### YOUR ASSIGNMENT
The answer should consist of every record, reproduced exactly.

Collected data
────────

//! PubMed research source implementation using E-utilities API.

use async_trait::async_trait;
use url::Url;

use crate::config::PubMedConfig;
use crate::models::{ArticleRecord, Pmid, SearchQuery};
use crate::sources::medline::{parse_article, parse_search_ids};
use crate::sources::{FetchOutcome, LiteratureSource, SourceError};
use crate::utils::HttpClient;

/// Database name sent with every E-utilities call
const PUBMED_DB: &str = "pubmed";

/// PubMed research source
///
/// Uses NCBI E-utilities: one `esearch` call per search, then one `efetch`
/// call per identifier, strictly in sequence.
#[derive(Debug, Clone)]
pub struct PubMedSource {
    client: HttpClient,
    esearch_url: Url,
    efetch_url: Url,
}

impl PubMedSource {
    /// Create a new PubMed source with the default configuration
    pub fn new() -> Result<Self, SourceError> {
        Self::from_config(&PubMedConfig::default())
    }

    /// Create a PubMed source from configuration
    pub fn from_config(config: &PubMedConfig) -> Result<Self, SourceError> {
        let client = HttpClient::with_settings(&config.user_agent, config.timeout())?;
        Self::with_client(client, &config.base_url)
    }

    /// Create with a custom HTTP client and E-utilities base URL
    pub fn with_client(client: HttpClient, base_url: &str) -> Result<Self, SourceError> {
        let base = base_url.trim_end_matches('/');
        Ok(Self {
            client,
            esearch_url: Url::parse(&format!("{}/esearch.fcgi", base))?,
            efetch_url: Url::parse(&format!("{}/efetch.fcgi", base))?,
        })
    }

    /// Build E-utilities search URL
    pub fn build_search_url(&self, query: &SearchQuery) -> Url {
        let mut url = self.esearch_url.clone();
        url.query_pairs_mut()
            .append_pair("db", PUBMED_DB)
            .append_pair("term", &query.to_term())
            .append_pair("retmax", &query.num_results.to_string())
            .append_pair("retmode", "xml");
        url
    }

    /// Build E-utilities fetch URL for a single PubMed ID
    pub fn build_fetch_url(&self, pmid: &Pmid) -> Url {
        let mut url = self.efetch_url.clone();
        url.query_pairs_mut()
            .append_pair("db", PUBMED_DB)
            .append_pair("id", pmid.as_str())
            .append_pair("retmode", "xml");
        url
    }

    async fn get_text(&self, url: &Url) -> Result<String, SourceError> {
        tracing::debug!(%url, "PubMed request");

        let response = self.client.get(url.as_str()).send().await?;

        let status = response.status();
        if !status.is_success() {
            return Err(SourceError::Api(format!(
                "PubMed API returned status: {}",
                status
            )));
        }

        Ok(response.text().await?)
    }

    /// Run `esearch` and return the ordered identifier list
    async fn esearch(&self, query: &SearchQuery) -> FetchOutcome<Vec<String>> {
        let url = self.build_search_url(query);
        let ids = match self.get_text(&url).await {
            Ok(xml) => parse_search_ids(&xml),
            Err(e) => Err(e),
        };

        ids.map(|ids| if ids.is_empty() { None } else { Some(ids) })
            .into()
    }

    /// Run `efetch` for one identifier and extract its record
    async fn efetch(&self, pmid: &Pmid) -> FetchOutcome<ArticleRecord> {
        let url = self.build_fetch_url(pmid);
        let article = match self.get_text(&url).await {
            Ok(xml) => parse_article(&xml),
            Err(e) => Err(e),
        };

        article.into()
    }
}

#[async_trait]
impl LiteratureSource for PubMedSource {
    fn id(&self) -> &str {
        "pubmed"
    }

    fn name(&self) -> &str {
        "PubMed"
    }

    async fn search(&self, query: &SearchQuery) -> Vec<ArticleRecord> {
        let term = query.to_term();
        let ids = self
            .esearch(query)
            .await
            .into_option("esearch", &term)
            .unwrap_or_default();

        let mut articles = Vec::with_capacity(ids.len().min(query.num_results));

        // One efetch per id, in search order.
        for id in ids.iter().take(query.num_results) {
            let Ok(pmid) = Pmid::parse(id) else {
                continue;
            };
            if let Some(article) = self.efetch(&pmid).await.into_option("efetch", id) {
                articles.push(article);
            }
        }

        tracing::debug!(
            term = %term,
            found = ids.len(),
            returned = articles.len(),
            "PubMed search complete"
        );

        articles
    }

    async fn get_article_metadata(&self, pmid: &Pmid) -> Option<ArticleRecord> {
        self.efetch(pmid)
            .await
            .into_option("efetch", pmid.as_str())
    }
}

────────

### SOLUTION TO THE PROBLEM
//! PubMed research source implementation using E-utilities API.

use async_trait::async_trait;
use url::Url;

use crate::config::PubMedConfig;
use crate::models::{ArticleRecord, Pmid, SearchQuery};
use crate::sources::medline::{parse_article, parse_search_ids};
use crate::sources::{FetchOutcome, LiteratureSource, SourceError};
use crate::utils::HttpClient;

/// Database name sent with every E-utilities call
const PUBMED_DB: &str = "pubmed";

/// PubMed research source
///
/// Uses NCBI E-utilities: one `esearch` call per search, then one `efetch`
/// call per identifier, strictly in sequence.
#[derive(Debug, Clone)]
pub struct PubMedSource {
    client: HttpClient,
    esearch_url: Url,
    efetch_url: Url,
}

impl PubMedSource {
    /// Create a new PubMed source with the default configuration
    pub fn new() -> Result<Self, SourceError> {
        Self::from_config(&PubMedConfig::default())
    }

    /// Create a PubMed source from configuration
    pub fn from_config(config: &PubMedConfig) -> Result<Self, SourceError> {
        let client = HttpClient::with_settings(&config.user_agent, config.timeout())?;
        Self::with_client(client, &config.base_url)
    }

    /// Create with a custom HTTP client and E-utilities base URL
    pub fn with_client(client: HttpClient, base_url: &str) -> Result<Self, SourceError> {
        let base = base_url.trim_end_matches('/');
        Ok(Self {
            client,
            esearch_url: Url::parse(&format!("{}/esearch.fcgi", base))?,
            efetch_url: Url::parse(&format!("{}/efetch.fcgi", base))?,
        })
    }

    /// Build E-utilities search URL
    pub fn build_search_url(&self, query: &SearchQuery) -> Url {
        let mut url = self.esearch_url.clone();
        url.query_pairs_mut()
            .append_pair("db", PUBMED_DB)
            .append_pair("term", &query.to_term())
            .append_pair("retmax", &query.num_results.to_string())
            .append_pair("retmode", "xml");
        url
    }

    /// Build E-utilities fetch URL for a single PubMed ID
    pub fn build_fetch_url(&self, pmid: &Pmid) -> Url {
        let mut url = self.efetch_url.clone();
        url.query_pairs_mut()
            .append_pair("db", PUBMED_DB)
            .append_pair("id", pmid.as_str())
            .append_pair("retmode", "xml");
        url
    }

    async fn get_text(&self, url: &Url) -> Result<String, SourceError> {
        tracing::debug!(%url, "PubMed request");

        let response = self.client.get(url.as_str()).send().await?;

        let status = response.status();
        if !status.is_success() {
            return Err(SourceError::Api(format!(
                "PubMed API returned status: {}",
                status
            )));
        }

        Ok(response.text().await?)
    }

    /// Run `esearch` and return the ordered identifier list
    async fn esearch(&self, query: &SearchQuery) -> FetchOutcome<Vec<String>> {
        let url = self.build_search_url(query);
        let ids = match self.get_text(&url).await {
            Ok(xml) => parse_search_ids(&xml),
            Err(e) => Err(e),
        };

        ids.map(|ids| if ids.is_empty() { None } else { Some(ids) })
            .into()
    }

    /// Run `efetch` for one identifier and extract its record
    async fn efetch(&self, pmid: &Pmid) -> FetchOutcome<ArticleRecord> {
        let url = self.build_fetch_url(pmid);
        let article = match self.get_text(&url).await {
            Ok(xml) => parse_article(&xml),
            Err(e) => Err(e),
        };

        article.into()
    }
}

#[async_trait]
impl LiteratureSource for PubMedSource {
    fn id(&self) -> &str {
        "pubmed"
    }

    fn name(&self) -> &str {
        "PubMed"
    }

    async fn search(&self, query: &SearchQuery) -> Vec<ArticleRecord> {
        let term = query.to_term();
        let ids = self
            .esearch(query)
            .await
            .into_option("esearch", &term)
            .unwrap_or_default();

        let mut articles = Vec::with_capacity(ids.len().min(query.num_results));

        // One efetch per id, in search order.
        for id in ids.iter().take(query.num_results) {
            let Ok(pmid) = Pmid::parse(id) else {
                continue;
            };
            if let Some(article) = self.efetch(&pmid).await.into_option("efetch", id) {
                articles.push(article);
            }
        }

        tracing::debug!(
            term = %term,
            found = ids.len(),
            returned = articles.len(),
            "PubMed search complete"
        );

        articles
    }

    async fn get_article_metadata(&self, pmid: &Pmid) -> Option<ArticleRecord> {
        self.efetch(pmid)
            .await
            .into_option("efetch", pmid.as_str())
    }
}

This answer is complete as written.